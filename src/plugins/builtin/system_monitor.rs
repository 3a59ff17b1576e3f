// 系统监控插件
// 提供 CPU、内存、磁盘和网络指标

use std::path::Path;
use std::time::Duration;

use actix_web::HttpResponse;
use serde::Serialize;
use sysinfo::{Disks, Networks, System};
use tracing::warn;

use crate::errors::PlugHostError;
use crate::plugins::builtin::spawn_ticker;
use crate::plugins::plugin_interface::{Plugin, PluginMetadata};
use crate::plugins::route_table::{PluginRequest, RouteGroup};

/// 推送间隔
const PUSH_INTERVAL: Duration = Duration::from_secs(1);

/// 单次 REST 采样时 CPU 使用率的测量窗口
const CPU_SAMPLE_WINDOW: Duration = Duration::from_millis(100);

#[derive(Debug, Clone, Serialize)]
pub struct SystemMetrics {
    pub cpu_percent: f32,
    pub memory: MemoryMetrics,
    pub disk: DiskMetrics,
    pub network: NetworkMetrics,
}

#[derive(Debug, Clone, Serialize)]
pub struct MemoryMetrics {
    pub total: u64,
    pub used: u64,
    pub available: u64,
    pub percent: f64,
}

#[derive(Debug, Clone, Serialize)]
pub struct DiskMetrics {
    pub total: u64,
    pub used: u64,
    pub free: u64,
    pub percent: f64,
}

#[derive(Debug, Clone, Default, Serialize)]
pub struct NetworkMetrics {
    pub bytes_sent: u64,
    pub bytes_recv: u64,
    pub packets_sent: u64,
    pub packets_recv: u64,
}

fn percent(part: u64, total: u64) -> f64 {
    if total == 0 {
        0.0
    } else {
        (part as f64 / total as f64 * 1000.0).round() / 10.0
    }
}

/// 指标采样器，CPU 使用率依赖两次刷新之间的差值
pub struct MetricsSampler {
    system: System,
    disks: Disks,
    networks: Networks,
}

impl MetricsSampler {
    pub fn new() -> Self {
        let mut system = System::new();
        system.refresh_cpu();
        system.refresh_memory();

        Self {
            system,
            disks: Disks::new_with_refreshed_list(),
            networks: Networks::new_with_refreshed_list(),
        }
    }

    pub fn sample(&mut self) -> SystemMetrics {
        self.system.refresh_cpu();
        self.system.refresh_memory();
        self.disks.refresh();
        self.networks.refresh();

        let cpus = self.system.cpus();
        let cpu_percent = if cpus.is_empty() {
            0.0
        } else {
            cpus.iter().map(|cpu| cpu.cpu_usage()).sum::<f32>() / cpus.len() as f32
        };

        let total_memory = self.system.total_memory();
        let used_memory = self.system.used_memory();

        // 根分区
        let (disk_total, disk_free) = self
            .disks
            .list()
            .iter()
            .find(|disk| disk.mount_point() == Path::new("/"))
            .map(|disk| (disk.total_space(), disk.available_space()))
            .unwrap_or((0, 0));
        let disk_used = disk_total.saturating_sub(disk_free);

        let network = self
            .networks
            .list()
            .values()
            .fold(NetworkMetrics::default(), |mut acc, data| {
                acc.bytes_sent += data.total_transmitted();
                acc.bytes_recv += data.total_received();
                acc.packets_sent += data.total_packets_transmitted();
                acc.packets_recv += data.total_packets_received();
                acc
            });

        SystemMetrics {
            cpu_percent,
            memory: MemoryMetrics {
                total: total_memory,
                used: used_memory,
                available: self.system.available_memory(),
                percent: percent(used_memory, total_memory),
            },
            disk: DiskMetrics {
                total: disk_total,
                used: disk_used,
                free: disk_free,
                percent: percent(disk_used, disk_total),
            },
            network,
        }
    }
}

impl Default for MetricsSampler {
    fn default() -> Self {
        Self::new()
    }
}

pub struct SystemMonitorPlugin;

impl SystemMonitorPlugin {
    pub fn new() -> Self {
        Self
    }

    async fn metrics(_req: PluginRequest) -> Result<HttpResponse, PlugHostError> {
        let mut sampler = MetricsSampler::new();
        tokio::time::sleep(CPU_SAMPLE_WINDOW).await;
        Ok(HttpResponse::Ok().json(sampler.sample()))
    }

    async fn metrics_ws(req: PluginRequest) -> Result<HttpResponse, PlugHostError> {
        let (response, session, stream) = actix_ws::handle(&req.http, req.payload)
            .map_err(|e| PlugHostError::validation("websocket", e.to_string()))?;

        let mut sampler = MetricsSampler::new();
        spawn_ticker(session, stream, PUSH_INTERVAL, move || {
            match serde_json::to_string(&sampler.sample()) {
                Ok(frame) => Some(frame),
                Err(e) => {
                    warn!(error = %e, "序列化系统指标失败");
                    None
                }
            }
        });

        Ok(response)
    }
}

impl Default for SystemMonitorPlugin {
    fn default() -> Self {
        Self::new()
    }
}

impl Plugin for SystemMonitorPlugin {
    fn metadata(&self) -> PluginMetadata {
        PluginMetadata {
            name: "System Monitor".to_string(),
            icon: "\u{f85a}".to_string(),
            description: "Monitor CPU, memory, disk, and network usage.".to_string(),
            version: "1.0".to_string(),
            author: "Your Name".to_string(),
            enabled: true,
            position: 1,
        }
    }

    fn register_routes(&self, routes: &mut RouteGroup) {
        routes
            .get("/metrics", Self::metrics)
            .get("/ws/metrics", Self::metrics_ws);
    }
}
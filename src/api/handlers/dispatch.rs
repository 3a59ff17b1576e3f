// 插件路由分发
// 作为插件作用域的默认服务，按运行时路由表转发到插件处理函数

use actix_web::{web, HttpRequest, HttpResponse, Result as ActixResult};
use tracing::debug;

use crate::errors::PlugHostError;
use crate::plugins::{PluginManager, PluginRequest, RouteMatch};

/// 分发插件路由请求
pub async fn dispatch_plugin_route(
    req: HttpRequest,
    payload: web::Payload,
    manager: web::Data<PluginManager>,
) -> ActixResult<HttpResponse> {
    let path = req.path().to_string();
    let method = req.method().clone();

    match manager.route_table().resolve(&method, &path).await {
        RouteMatch::Found { handler, params } => {
            debug!(method = %method, path = %path, "分发插件路由");
            let response = handler(PluginRequest::new(req, payload, params)).await?;
            Ok(response)
        }
        RouteMatch::MethodNotAllowed => {
            Err(PlugHostError::method_not_allowed(method.as_str(), path).into())
        }
        RouteMatch::NotFound => Err(PlugHostError::not_found(format!("route:{}", path)).into()),
    }
}
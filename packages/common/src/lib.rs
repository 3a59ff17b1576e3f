// Plughost Common Package
// 通用类型定义和工具函数

pub mod types;
pub mod errors;

pub use types::*;
pub use errors::*;
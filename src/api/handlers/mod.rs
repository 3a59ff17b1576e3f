// API 处理器模块

pub mod dispatch;
pub mod plugin;

pub use dispatch::*;
pub use plugin::*;
// 日志系统设置

use crate::config::LoggingConfig;
use anyhow::{Context, Result};
use std::path::Path;

use tracing::Level;
use tracing_appender::non_blocking::WorkerGuard;
use tracing_subscriber::{
    fmt, layer::SubscriberExt, util::SubscriberInitExt, EnvFilter, Layer, Registry,
};

type BoxedLayer = Box<dyn Layer<Registry> + Send + Sync>;

/// 日志系统初始化器
pub struct LoggingSetup;

impl LoggingSetup {
    /// 初始化日志系统
    ///
    /// 启用文件日志时返回写入线程的 guard，调用方需要持有到进程退出，
    /// 否则缓冲中的日志会丢失。
    pub fn init(config: &LoggingConfig) -> Result<Option<WorkerGuard>> {
        // 创建环境过滤器
        let env_filter = EnvFilter::try_from_default_env()
            .or_else(|_| EnvFilter::try_new(&config.level))
            .unwrap_or_else(|_| EnvFilter::new("info"));

        let mut layers: Vec<BoxedLayer> = vec![Self::console_layer(&config.format)];

        let guard = if config.file_enabled {
            let path = config
                .file_path
                .as_deref()
                .context("启用文件日志时必须指定日志文件路径")?;
            let (layer, guard) = Self::file_layer(Path::new(path))?;
            layers.push(layer);
            Some(guard)
        } else {
            None
        };

        tracing_subscriber::registry()
            .with(layers)
            .with(env_filter)
            .try_init()
            .context("日志系统已经初始化")?;

        tracing::info!("日志系统初始化完成");
        tracing::info!("日志级别: {}", config.level);
        tracing::info!("日志格式: {}", config.format);

        if config.file_enabled {
            tracing::info!("文件日志已启用: {:?}", config.file_path);
        }

        Ok(guard)
    }

    /// 根据格式创建控制台输出层
    fn console_layer(format: &str) -> BoxedLayer {
        match format {
            "json" => fmt::layer()
                .json()
                .with_target(true)
                .with_thread_ids(true)
                .with_thread_names(true)
                .with_file(true)
                .with_line_number(true)
                .boxed(),
            "pretty" => fmt::layer()
                .pretty()
                .with_target(true)
                .with_thread_ids(true)
                .with_thread_names(true)
                .with_file(true)
                .with_line_number(true)
                .boxed(),
            "compact" => fmt::layer().compact().with_target(true).boxed(),
            _ => fmt::layer()
                .with_target(true)
                .with_thread_ids(true)
                .with_thread_names(true)
                .with_file(true)
                .with_line_number(true)
                .boxed(),
        }
    }

    /// 创建按天滚动的 JSON 文件日志层
    fn file_layer(path: &Path) -> Result<(BoxedLayer, WorkerGuard)> {
        let directory = path
            .parent()
            .filter(|dir| !dir.as_os_str().is_empty())
            .unwrap_or_else(|| Path::new("."));
        let file_name = path
            .file_name()
            .context("日志文件路径缺少文件名")?;

        let appender = tracing_appender::rolling::daily(directory, file_name);
        let (writer, guard) = tracing_appender::non_blocking(appender);

        let layer = fmt::layer()
            .json()
            .with_ansi(false)
            .with_target(true)
            .with_writer(writer)
            .boxed();

        Ok((layer, guard))
    }

    /// 解析日志级别
    pub fn parse_level(level: &str) -> Level {
        match level.to_lowercase().as_str() {
            "trace" => Level::TRACE,
            "debug" => Level::DEBUG,
            "info" => Level::INFO,
            "warn" => Level::WARN,
            "error" => Level::ERROR,
            _ => Level::INFO,
        }
    }

    /// 创建开发环境日志配置
    pub fn development_config() -> LoggingConfig {
        LoggingConfig {
            level: "debug".to_string(),
            format: "pretty".to_string(),
            file_enabled: false,
            file_path: None,
        }
    }

    /// 创建生产环境日志配置
    pub fn production_config() -> LoggingConfig {
        LoggingConfig {
            level: "info".to_string(),
            format: "json".to_string(),
            file_enabled: true,
            file_path: Some("./logs/plughost.log".to_string()),
        }
    }

    /// 创建测试环境日志配置
    pub fn test_config() -> LoggingConfig {
        LoggingConfig {
            level: "warn".to_string(),
            format: "compact".to_string(),
            file_enabled: false,
            file_path: None,
        }
    }
}
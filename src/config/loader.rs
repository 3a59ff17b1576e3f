// 配置加载器
// 处理配置文件加载和环境变量解析

use crate::config::AppConfig;
use plughost_common::CommonError;
use config::ConfigError;
use dotenvy::dotenv;
use std::sync::OnceLock;
use tracing::{info, warn};

/// 全局配置实例
static CONFIG: OnceLock<AppConfig> = OnceLock::new();

/// 配置加载器
pub struct ConfigLoader;

impl ConfigLoader {
    /// 初始化配置
    pub fn init() -> Result<&'static AppConfig, CommonError> {
        // 加载 .env 文件
        if let Err(e) = dotenv() {
            warn!("无法加载 .env 文件: {}", e);
        }

        // 加载配置
        let config = AppConfig::load()
            .map_err(convert_config_error)?;

        // 验证配置
        config.validate()?;

        // 存储到全局变量
        CONFIG.set(config).map_err(|_| {
            CommonError::internal("配置已经初始化")
        })?;

        let config = Self::get()?;

        info!("配置加载成功");
        info!("环境: {}", config.environment.name);
        info!("版本: {}", config.environment.version);
        info!("服务器: {}:{}", config.server.host, config.server.port);

        Ok(config)
    }

    /// 获取配置
    pub fn get() -> Result<&'static AppConfig, CommonError> {
        CONFIG
            .get()
            .ok_or_else(|| CommonError::internal("配置未初始化，请先调用 ConfigLoader::init()"))
    }

    /// 打印配置摘要
    pub fn print_summary(config: &AppConfig) {
        info!(
            environment = %config.environment.name,
            version = %config.environment.version,
            debug = config.environment.debug,
            host = %config.server.host,
            port = config.server.port,
            workers = ?config.server.workers,
            log_level = %config.logging.level,
            load_plugins = config.plugins.load_plugins,
            settings_file = %config.plugins.settings_file,
            route_prefix = %config.plugins.route_prefix,
            "=== Plughost 配置摘要 ==="
        );
    }
}

/// 配置错误转换辅助函数
pub fn convert_config_error(err: ConfigError) -> CommonError {
    CommonError::configuration(format!("配置错误: {}", err))
}
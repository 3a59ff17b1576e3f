// 命令执行插件
// 后台执行预定义的命令，并通过任务 ID 查询执行状态

use std::collections::{HashMap, VecDeque};
use std::process::Stdio;
use std::sync::Arc;

use actix_web::HttpResponse;
use chrono::{DateTime, Utc};
use serde::Serialize;
use serde_json::json;
use tokio::process::Command;
use tokio::sync::Mutex;
use tracing::{info, warn};
use uuid::Uuid;

use crate::errors::PlugHostError;
use crate::plugins::plugin_interface::{Plugin, PluginMetadata};
use crate::plugins::route_table::{PluginRequest, RouteGroup};

/// 允许执行的命令
#[derive(Debug, Clone)]
pub struct AllowedCommand {
    pub key: String,
    pub description: String,
    pub program: Vec<String>,
}

impl AllowedCommand {
    pub fn new(key: &str, description: &str, program: &[&str]) -> Self {
        Self {
            key: key.to_string(),
            description: description.to_string(),
            program: program.iter().map(|s| s.to_string()).collect(),
        }
    }
}

/// 默认命令表
pub fn default_commands() -> Vec<AllowedCommand> {
    vec![
        AllowedCommand::new(
            "update_system",
            "Update the system package list",
            &["sudo", "apt-get", "update"],
        ),
        AllowedCommand::new(
            "upgrade_system",
            "Upgrade all packages to the newest version",
            &["sudo", "apt-get", "upgrade", "-y"],
        ),
        AllowedCommand::new("reboot_system", "Reboot the system", &["sudo", "reboot"]),
    ]
}

/// 任务状态
#[derive(Debug, Clone, Copy, PartialEq, Eq, Serialize)]
#[serde(rename_all = "lowercase")]
pub enum TaskStatus {
    Pending,
    Running,
    Completed,
    Failed,
}

impl TaskStatus {
    pub fn is_finished(&self) -> bool {
        matches!(self, Self::Completed | Self::Failed)
    }
}

/// 命令任务记录
#[derive(Debug, Clone, Serialize)]
pub struct CommandTask {
    pub task_id: String,
    pub status: TaskStatus,
    pub command_key: String,
    pub started_at: DateTime<Utc>,
    pub completed_at: Option<DateTime<Utc>>,
    pub success: Option<bool>,
    pub error: Option<String>,
}

#[derive(Default)]
struct TaskStoreState {
    tasks: HashMap<String, CommandTask>,
    /// 创建顺序
    order: VecDeque<String>,
}

/// 有界任务状态表
///
/// 满载时淘汰最早结束的任务；全部任务仍在执行时拒绝新任务。
pub struct TaskStore {
    max_tasks: usize,
    state: Mutex<TaskStoreState>,
}

impl TaskStore {
    pub fn new(max_tasks: usize) -> Self {
        Self {
            max_tasks: max_tasks.max(1),
            state: Mutex::new(TaskStoreState::default()),
        }
    }

    /// 创建 pending 状态的任务
    pub async fn create(&self, command_key: &str) -> Result<CommandTask, PlugHostError> {
        let mut state = self.state.lock().await;

        if state.tasks.len() >= self.max_tasks {
            let evict = state
                .order
                .iter()
                .position(|id| state.tasks.get(id).is_some_and(|t| t.status.is_finished()));
            match evict {
                Some(index) => {
                    if let Some(id) = state.order.remove(index) {
                        state.tasks.remove(&id);
                    }
                }
                None => {
                    return Err(PlugHostError::conflict("Too many commands are still running."));
                }
            }
        }

        let task = CommandTask {
            task_id: Uuid::new_v4().to_string(),
            status: TaskStatus::Pending,
            command_key: command_key.to_string(),
            started_at: Utc::now(),
            completed_at: None,
            success: None,
            error: None,
        };
        state.order.push_back(task.task_id.clone());
        state.tasks.insert(task.task_id.clone(), task.clone());
        Ok(task)
    }

    pub async fn get(&self, task_id: &str) -> Option<CommandTask> {
        self.state.lock().await.tasks.get(task_id).cloned()
    }

    pub async fn len(&self) -> usize {
        self.state.lock().await.tasks.len()
    }

    /// pending -> running
    pub async fn mark_running(&self, task_id: &str) -> bool {
        let mut state = self.state.lock().await;
        match state.tasks.get_mut(task_id) {
            Some(task) if task.status == TaskStatus::Pending => {
                task.status = TaskStatus::Running;
                true
            }
            Some(task) => {
                warn!(task_id = %task_id, status = ?task.status, "忽略非法的任务状态转换");
                false
            }
            None => false,
        }
    }

    /// running -> completed | failed
    pub async fn finish(&self, task_id: &str, outcome: Result<(), String>) -> bool {
        let mut state = self.state.lock().await;
        let Some(task) = state.tasks.get_mut(task_id) else {
            return false;
        };
        if task.status != TaskStatus::Running {
            warn!(task_id = %task_id, status = ?task.status, "忽略非法的任务状态转换");
            return false;
        }

        task.completed_at = Some(Utc::now());
        match outcome {
            Ok(()) => {
                task.status = TaskStatus::Completed;
                task.success = Some(true);
            }
            Err(error) => {
                task.status = TaskStatus::Failed;
                task.success = Some(false);
                task.error = Some(error);
            }
        }
        true
    }
}

async fn run_command(tasks: Arc<TaskStore>, task_id: String, program: Vec<String>) {
    if !tasks.mark_running(&task_id).await {
        return;
    }

    let outcome = match program.split_first() {
        Some((binary, args)) => Command::new(binary)
            .args(args)
            .stdin(Stdio::null())
            .stdout(Stdio::null())
            .stderr(Stdio::null())
            .status()
            .await
            .map_err(|e| e.to_string())
            .and_then(|status| {
                if status.success() {
                    Ok(())
                } else {
                    Err(match status.code() {
                        Some(code) => format!("Return code: {}", code),
                        None => "Terminated by signal".to_string(),
                    })
                }
            }),
        None => Err("Empty command".to_string()),
    };

    match &outcome {
        Ok(()) => info!(task_id = %task_id, "命令执行完成"),
        Err(e) => warn!(task_id = %task_id, error = %e, "命令执行失败"),
    }
    tasks.finish(&task_id, outcome).await;
}

pub struct CommandExecutorPlugin {
    commands: Arc<Vec<AllowedCommand>>,
    tasks: Arc<TaskStore>,
}

impl CommandExecutorPlugin {
    pub fn new(max_tasks: usize) -> Self {
        Self::with_commands(default_commands(), max_tasks)
    }

    pub fn with_commands(commands: Vec<AllowedCommand>, max_tasks: usize) -> Self {
        Self {
            commands: Arc::new(commands),
            tasks: Arc::new(TaskStore::new(max_tasks)),
        }
    }

    pub fn tasks(&self) -> &Arc<TaskStore> {
        &self.tasks
    }
}

async fn execute_command(
    commands: Arc<Vec<AllowedCommand>>,
    tasks: Arc<TaskStore>,
    req: PluginRequest,
) -> Result<HttpResponse, PlugHostError> {
    let command_key = req.require_param("command_key")?;
    let command = commands
        .iter()
        .find(|c| c.key == command_key)
        .ok_or_else(|| PlugHostError::validation("command_key", "Invalid command."))?;

    let task = tasks.create(command_key).await?;
    info!(task_id = %task.task_id, command_key = %command_key, "提交后台命令");

    // 后台执行，不阻塞当前请求
    tokio::spawn(run_command(
        tasks.clone(),
        task.task_id.clone(),
        command.program.clone(),
    ));

    Ok(HttpResponse::Ok().json(json!({
        "task_id": task.task_id,
        "status": "Command execution started."
    })))
}

async fn command_status(
    tasks: Arc<TaskStore>,
    req: PluginRequest,
) -> Result<HttpResponse, PlugHostError> {
    let task_id = req.require_param("task_id")?;
    let task = tasks
        .get(task_id)
        .await
        .ok_or_else(|| PlugHostError::not_found(format!("task:{}", task_id)))?;
    Ok(HttpResponse::Ok().json(task))
}

impl Plugin for CommandExecutorPlugin {
    fn metadata(&self) -> PluginMetadata {
        PluginMetadata {
            name: "Command Executor".to_string(),
            icon: "\u{f120}".to_string(),
            description: "Execute predefined shell commands.".to_string(),
            version: "1.0".to_string(),
            author: "Your Name".to_string(),
            enabled: true,
            position: 4,
        }
    }

    fn register_routes(&self, routes: &mut RouteGroup) {
        let commands = self.commands.clone();
        routes.get("/commands", move |_req: PluginRequest| {
            let listing: Vec<_> = commands
                .iter()
                .map(|c| json!({ "key": c.key, "description": c.description }))
                .collect();
            async move { Ok::<_, PlugHostError>(HttpResponse::Ok().json(json!({ "commands": listing }))) }
        });

        let commands = self.commands.clone();
        let tasks = self.tasks.clone();
        routes.post("/commands/{command_key}", move |req: PluginRequest| {
            execute_command(commands.clone(), tasks.clone(), req)
        });

        let tasks = self.tasks.clone();
        routes.get("/commands/status/{task_id}", move |req: PluginRequest| {
            command_status(tasks.clone(), req)
        });
    }
}

#[cfg(test)]
mod tests {
    use super::*;
    use std::time::Duration;

    #[tokio::test]
    async fn test_task_transitions() {
        let store = TaskStore::new(4);
        let task = store.create("update_system").await.unwrap();
        assert_eq!(task.status, TaskStatus::Pending);

        // pending 不能直接结束
        assert!(!store.finish(&task.task_id, Ok(())).await);

        assert!(store.mark_running(&task.task_id).await);
        assert!(!store.mark_running(&task.task_id).await);
        assert!(store.finish(&task.task_id, Err("Return code: 1".to_string())).await);

        let task = store.get(&task.task_id).await.unwrap();
        assert_eq!(task.status, TaskStatus::Failed);
        assert_eq!(task.success, Some(false));
        assert_eq!(task.error.as_deref(), Some("Return code: 1"));
        assert!(task.completed_at.is_some());
    }

    #[tokio::test]
    async fn test_store_evicts_oldest_finished() {
        let store = TaskStore::new(2);
        let first = store.create("a").await.unwrap();
        let second = store.create("b").await.unwrap();

        // 全部未结束时拒绝
        assert!(matches!(
            store.create("c").await,
            Err(PlugHostError::Conflict { .. })
        ));

        store.mark_running(&second.task_id).await;
        store.finish(&second.task_id, Ok(())).await;

        let third = store.create("c").await.unwrap();
        assert_eq!(store.len().await, 2);
        assert!(store.get(&first.task_id).await.is_some());
        assert!(store.get(&second.task_id).await.is_none());
        assert!(store.get(&third.task_id).await.is_some());
    }

    async fn wait_finished(store: &TaskStore, task_id: &str) -> CommandTask {
        for _ in 0..100 {
            if let Some(task) = store.get(task_id).await {
                if task.status.is_finished() {
                    return task;
                }
            }
            tokio::time::sleep(Duration::from_millis(20)).await;
        }
        panic!("任务没有在预期时间内结束");
    }

    #[tokio::test]
    async fn test_run_command_records_outcome() {
        let store = Arc::new(TaskStore::new(4));

        let ok = store.create("ok").await.unwrap();
        run_command(store.clone(), ok.task_id.clone(), vec!["true".to_string()]).await;
        let ok = wait_finished(&store, &ok.task_id).await;
        assert_eq!(ok.status, TaskStatus::Completed);
        assert_eq!(ok.success, Some(true));

        let failed = store.create("fail").await.unwrap();
        run_command(store.clone(), failed.task_id.clone(), vec!["false".to_string()]).await;
        let failed = wait_finished(&store, &failed.task_id).await;
        assert_eq!(failed.status, TaskStatus::Failed);
        assert_eq!(failed.error.as_deref(), Some("Return code: 1"));

        let missing = store.create("missing").await.unwrap();
        run_command(
            store.clone(),
            missing.task_id.clone(),
            vec!["/nonexistent/plughost-command".to_string()],
        )
        .await;
        let missing = wait_finished(&store, &missing.task_id).await;
        assert_eq!(missing.status, TaskStatus::Failed);
        assert!(missing.error.is_some());
    }
}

(YOUR OBJECTIVE): Among the entries, find every line holding "Uuid" and return it.

(RESULT OF THE TASK):
use uuid::Uuid;
            task_id: Uuid::new_v4().to_string(),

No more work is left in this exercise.